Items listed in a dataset

"""

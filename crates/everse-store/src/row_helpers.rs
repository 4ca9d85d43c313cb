use crate::error::StoreError;

/// Get a required column value from a row, returning CorruptRow on failure.
pub fn get<T: rusqlite::types::FromSql>(
    row: &rusqlite::Row<'_>,
    idx: usize,
    table: &'static str,
    column: &'static str,
) -> Result<T, StoreError> {
    row.get(idx).map_err(|e| StoreError::CorruptRow {
        table,
        column,
        detail: e.to_string(),
    })
}

/// Get an optional column value.
pub fn get_opt<T: rusqlite::types::FromSql>(
    row: &rusqlite::Row<'_>,
    idx: usize,
    table: &'static str,
    column: &'static str,
) -> Result<Option<T>, StoreError> {
    row.get(idx).map_err(|e| StoreError::CorruptRow {
        table,
        column,
        detail: e.to_string(),
    })
}

/// Deserialize a JSON text column, returning CorruptRow on parse failure.
pub fn parse_json<T: serde::de::DeserializeOwned>(
    raw: &str,
    table: &'static str,
    column: &'static str,
) -> Result<T, StoreError> {
    serde_json::from_str(raw).map_err(|e| StoreError::CorruptRow {
        table,
        column,
        detail: format!("invalid JSON: {e}"),
    })
}

/// Escape LIKE special characters for use with `ESCAPE '\'`.
pub fn escape_like(s: &str) -> String {
    s.replace('\\', "\\\\")
        .replace('%', "\\%")
        .replace('_', "\\_")
}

"""

§ Instructions to follow:
Lines from the one containing "on parse failure." through the last line of the records, restated word for word: that is the whole response.

§ Answer below:
/// Deserialize a JSON text column, returning CorruptRow on parse failure.
pub fn parse_json<T: serde::de::DeserializeOwned>(
    raw: &str,
    table: &'static str,
    column: &'static str,
) -> Result<T, StoreError> {
    serde_json::from_str(raw).map_err(|e| StoreError::CorruptRow {
        table,
        column,
        detail: format!("invalid JSON: {e}"),
    })
}

/// Escape LIKE special characters for use with `ESCAPE '\'`.
pub fn escape_like(s: &str) -> String {
    s.replace('\\', "\\\\")
        .replace('%', "\\%")
        .replace('_', "\\_")
}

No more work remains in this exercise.